Inseparable: Wild and Domestic

Three Lessons

  1.  Hunting is Conservation
    I’ve made a commitment to hunting as a cultural tradition and connection to ancestry, stewardship of local land, and wild food advocacy. Conservation organizations I am invested in work towards sustaining habitat for wildlife. Through volunteering as a Hunter Education Instructor, I am enriched by participation in sharing safe, and ethical mentoring to the public regarding all aspects of hunting; from the safe handling of firearms and archery equipment, to the ethics of hunting and its major role in conserving public land for wildlife habitat and ecological restoration. Getting people outside and engaged with nature is a broad and rich definition. The lineage of hunting in human evolution remains alive today as a path of direct participation in conservation stewardship.IMG_4271
  2.  Cultivating Habitat Activates Abundance
    By honing in on the physical land through observation over several seasons, the very earth here at Leafhopper Farm was sculpted and reformed around natural topography to enhance basic life systems. Water is now directed to targeted fertile spaces on the land such as swales and ponds, which invite lasting places of moisture through the dryer summer months. After a full year of the altered physical geography, a lasting pond remains full through 3 months of little to no rain and is now refilling rapidly as fall rains begin. A Great Blue Heron visits the pond to hunt the bullfrogs (the bird does a great job, we have stopped seeing them recently). Native frogs such as The Pacific Green Tree Frog and The Red Legged Frog have both been sighted more regularly on the land. A crop of tadpoles and pollywogs were logged this last spring, marking the pond and it’s contributing catchment systems supporting the establishment of new nurseries for indicator species at Leafhopper Farm.DSC08057
  3. Local Participation: Diversity=Enrichment
    Making time for civic engagement creates local connection and shared reliance through investment of time and economic interest.
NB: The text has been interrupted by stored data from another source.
//! Client configuration.

/// Environment variable holding the API base URL, `/api/v1` prefix included.
pub const BASE_URL_ENV: &str = "SCAN_API_BASE_URL";
pub const DEFAULT_BASE_URL: &str = "http://localhost:8000/api/v1";

#[derive(Debug, Clone, PartialEq, Eq)]
pub struct ClientConfig {
    pub base_url: String,
}

impl ClientConfig {
    pub fn new(base_url: &str) -> Self {
        Self {
            base_url: base_url.trim_end_matches('/').to_string(),
        }
    }

    /// Read `SCAN_API_BASE_URL`, falling back to `DEFAULT_BASE_URL` when it
    /// is unset or blank.
    pub fn from_env() -> Self {
        Self::from_lookup(|key| std::env::var(key).ok())
    }

    fn from_lookup(lookup: impl Fn(&str) -> Option<String>) -> Self {
        match lookup(BASE_URL_ENV) {
            Some(url) if !url.trim().is_empty() => Self::new(url.trim()),
            _ => Self::default(),
        }
    }
}

impl Default for ClientConfig {
    fn default() -> Self {
        Self::new(DEFAULT_BASE_URL)
    }
}
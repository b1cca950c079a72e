//! Error types for the scanning API client and the route table.
//!
//! # Design
//! `NotFound` gets a dedicated variant because callers frequently distinguish
//! "the document does not exist" from "the server returned an unexpected
//! status." All other non-2xx responses land in `HttpError` with the raw
//! status code and body. Transport failures keep the transport's own error
//! as the `source`, uninterpreted.

use thiserror::Error;

/// Errors returned by `ScanClient` parse methods and `ScanApi` operations.
#[derive(Debug, Error)]
pub enum ApiError {
    /// The server returned 404.
    #[error("resource not found")]
    NotFound,

    /// The server returned a non-2xx status other than 404.
    #[error("HTTP {status}: {body}")]
    HttpError { status: u16, body: String },

    /// The server answered 2xx with a `{"success": false}` envelope.
    #[error("request rejected: {0}")]
    Rejected(String),

    /// The response body could not be deserialized into the expected type.
    #[error("deserialization failed: {0}")]
    DeserializationError(String),

    /// The request payload could not be serialized to JSON.
    #[error("serialization failed: {0}")]
    SerializationError(String),

    /// The transport could not complete the round trip.
    #[error("transport failed: {0}")]
    Transport(#[source] Box<dyn std::error::Error + Send + Sync>),
}

/// Errors from resolving or building client-side routes.
#[derive(Debug, Clone, PartialEq, Eq, Error)]
pub enum RouteError {
    #[error("no route matches {0}")]
    NoMatch(String),

    #[error("unknown route name {0}")]
    UnknownName(String),

    #[error("route parameter {0} is missing")]
    MissingParam(String),
}
//! Async operations: build, one transport round trip, parse.
//!
//! # Design
//! `ScanApi` pairs a `ScanClient` with a `Transport`. Every method issues
//! exactly one request. Nothing is retried, cached or timed out here;
//! cancellation is dropping the future.

use tracing::{debug, warn};

use crate::client::ScanClient;
use crate::config::ClientConfig;
use crate::error::ApiError;
use crate::http::{HttpRequest, HttpResponse};
use crate::transport::Transport;
use crate::types::{
    BatchEnhanceResult, BatchOcrResult, Document, DocumentDetail, ExcelExport, GridImageOptions,
    IdCardOptions, IdCardResult, ImageResult, LongImageOptions, PdfExport, ProcessOptions,
    ProcessResult, RemoveWatermarkOptions, ScanHistoryItem, ScanOptions, ScanResult,
    TranslateOptions, TranslationResult, Upload, WatermarkOptions, WordExport,
};

#[derive(Debug, Clone)]
pub struct ScanApi<T> {
    client: ScanClient,
    transport: T,
}

impl<T: Transport> ScanApi<T> {
    pub fn new(client: ScanClient, transport: T) -> Self {
        Self { client, transport }
    }

    pub fn from_config(config: &ClientConfig, transport: T) -> Self {
        Self::new(ScanClient::new(&config.base_url), transport)
    }

    pub fn client(&self) -> &ScanClient {
        &self.client
    }

    /// OCR one image. `lang` defaults to `"ch"`.
    pub async fn ocr_image(&self, file: &Upload, lang: Option<&str>) -> Result<ScanResult, ApiError> {
        let response = self.send(self.client.build_ocr_image(file, lang)).await?;
        self.client.parse_ocr_image(response)
    }

    pub async fn scan_document(
        &self,
        file: &Upload,
        options: &ScanOptions,
    ) -> Result<ScanResult, ApiError> {
        let response = self.send(self.client.build_scan_document(file, options)).await?;
        self.client.parse_scan_document(response)
    }

    /// `filename` defaults to `"document.pdf"`.
    pub async fn export_pdf(
        &self,
        images: &[String],
        filename: Option<&str>,
    ) -> Result<PdfExport, ApiError> {
        let response = self.send(self.client.build_export_pdf(images, filename)?).await?;
        self.client.parse_export_pdf(response)
    }

    pub async fn process_document(
        &self,
        file: &Upload,
        options: &ProcessOptions,
    ) -> Result<ProcessResult, ApiError> {
        let response = self.send(self.client.build_process_document(file, options)).await?;
        self.client.parse_process_document(response)
    }

    pub async fn scan_id_card(
        &self,
        file: &Upload,
        options: &IdCardOptions,
    ) -> Result<IdCardResult, ApiError> {
        let response = self.send(self.client.build_scan_id_card(file, options)).await?;
        self.client.parse_scan_id_card(response)
    }

    pub async fn get_documents(&self, user_id: Option<&str>) -> Result<Vec<Document>, ApiError> {
        let response = self.send(self.client.build_get_documents(user_id)).await?;
        self.client.parse_get_documents(response)
    }

    pub async fn get_document(
        &self,
        document_id: &str,
        user_id: Option<&str>,
    ) -> Result<DocumentDetail, ApiError> {
        let response = self
            .send(self.client.build_get_document(document_id, user_id))
            .await?;
        self.client.parse_get_document(response)
    }

    pub async fn delete_document(
        &self,
        document_id: &str,
        user_id: Option<&str>,
    ) -> Result<(), ApiError> {
        let response = self
            .send(self.client.build_delete_document(document_id, user_id))
            .await?;
        self.client.parse_delete_document(response)
    }

    pub async fn get_scan_history(
        &self,
        user_id: Option<&str>,
    ) -> Result<Vec<ScanHistoryItem>, ApiError> {
        let response = self.send(self.client.build_get_scan_history(user_id)).await?;
        self.client.parse_get_scan_history(response)
    }

    pub async fn batch_ocr(
        &self,
        files: &[Upload],
        lang: Option<&str>,
    ) -> Result<BatchOcrResult, ApiError> {
        let response = self.send(self.client.build_batch_ocr(files, lang)).await?;
        self.client.parse_batch_ocr(response)
    }

    pub async fn batch_export_pdf(
        &self,
        files: &[Upload],
        filename: Option<&str>,
    ) -> Result<PdfExport, ApiError> {
        let response = self
            .send(self.client.build_batch_export_pdf(files, filename))
            .await?;
        self.client.parse_batch_export_pdf(response)
    }

    pub async fn add_watermark(
        &self,
        file: &Upload,
        options: &WatermarkOptions,
    ) -> Result<ImageResult, ApiError> {
        let response = self.send(self.client.build_add_watermark(file, options)).await?;
        self.client.parse_add_watermark(response)
    }

    pub async fn remove_watermark(
        &self,
        file: &Upload,
        options: &RemoveWatermarkOptions,
    ) -> Result<ImageResult, ApiError> {
        let response = self
            .send(self.client.build_remove_watermark(file, options))
            .await?;
        self.client.parse_remove_watermark(response)
    }

    pub async fn translate_ocr(
        &self,
        file: &Upload,
        options: &TranslateOptions,
    ) -> Result<TranslationResult, ApiError> {
        let response = self.send(self.client.build_translate_ocr(file, options)).await?;
        self.client.parse_translate_ocr(response)
    }

    pub async fn batch_enhance(&self, files: &[Upload]) -> Result<BatchEnhanceResult, ApiError> {
        let response = self.send(self.client.build_batch_enhance(files)).await?;
        self.client.parse_batch_enhance(response)
    }

    pub async fn create_long_image(
        &self,
        files: &[Upload],
        options: &LongImageOptions,
    ) -> Result<ImageResult, ApiError> {
        let response = self
            .send(self.client.build_create_long_image(files, options))
            .await?;
        self.client.parse_create_long_image(response)
    }

    pub async fn create_grid_image(
        &self,
        files: &[Upload],
        options: &GridImageOptions,
    ) -> Result<ImageResult, ApiError> {
        let response = self
            .send(self.client.build_create_grid_image(files, options))
            .await?;
        self.client.parse_create_grid_image(response)
    }

    /// `title` defaults to `"文档"`.
    pub async fn export_word(&self, text: &str, title: Option<&str>) -> Result<WordExport, ApiError> {
        let response = self.send(self.client.build_export_word(text, title)).await?;
        self.client.parse_export_word(response)
    }

    /// `sheet_name` defaults to `"Sheet1"`.
    pub async fn export_excel(
        &self,
        texts: &[String],
        sheet_name: Option<&str>,
    ) -> Result<ExcelExport, ApiError> {
        let response = self
            .send(self.client.build_export_excel(texts, sheet_name))
            .await?;
        self.client.parse_export_excel(response)
    }

    async fn send(&self, request: HttpRequest) -> Result<HttpResponse, ApiError> {
        let method = request.method.as_str();
        let path = request.path.clone();
        debug!(method, path = %path, "sending request");

        match self.transport.execute(request).await {
            Ok(response) => {
                debug!(method, path = %path, status = response.status, "received response");
                Ok(response)
            }
            Err(e) => {
                warn!(method, path = %path, error = %e, "transport failed");
                Err(ApiError::Transport(Box::new(e)))
            }
        }
    }
}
Drawing in that participation through the fulfillment of basic needs sourced locally keeps hard earned cash close to home and spent with intension on needs rather than wants. The Duvall Farmer’s Market has been the perfect cross section of local economics. This micro-economy fosters reliance and support amongst neighbors. For the majority of the residence of Duvall, farming is not an option, but acquiring sustenance through local growers and producers, stimulates agricultural opportunity, and invests in food security for future generations.Leafhopper Farm has begun working towards supporting The Duvall Farmer’s Market  by producing for a shared booth next year. Agricultural production will be ramping up, supporting the continued growth of habitat around the land in plant, animal, and human forms. In partnering with other neighbors who steward land locally, our combined efforts will produce enough viable product from our lands in there early stages of restoration and reinvigoration, to contribute directly to our local economy. This participation will engage us in our community, and encourage others to produce, even, and especially in small amounts, rather than none at all. In return, those small amounts add up, lightening our demand on outside environments to support us, and activating the engagement of local fertility.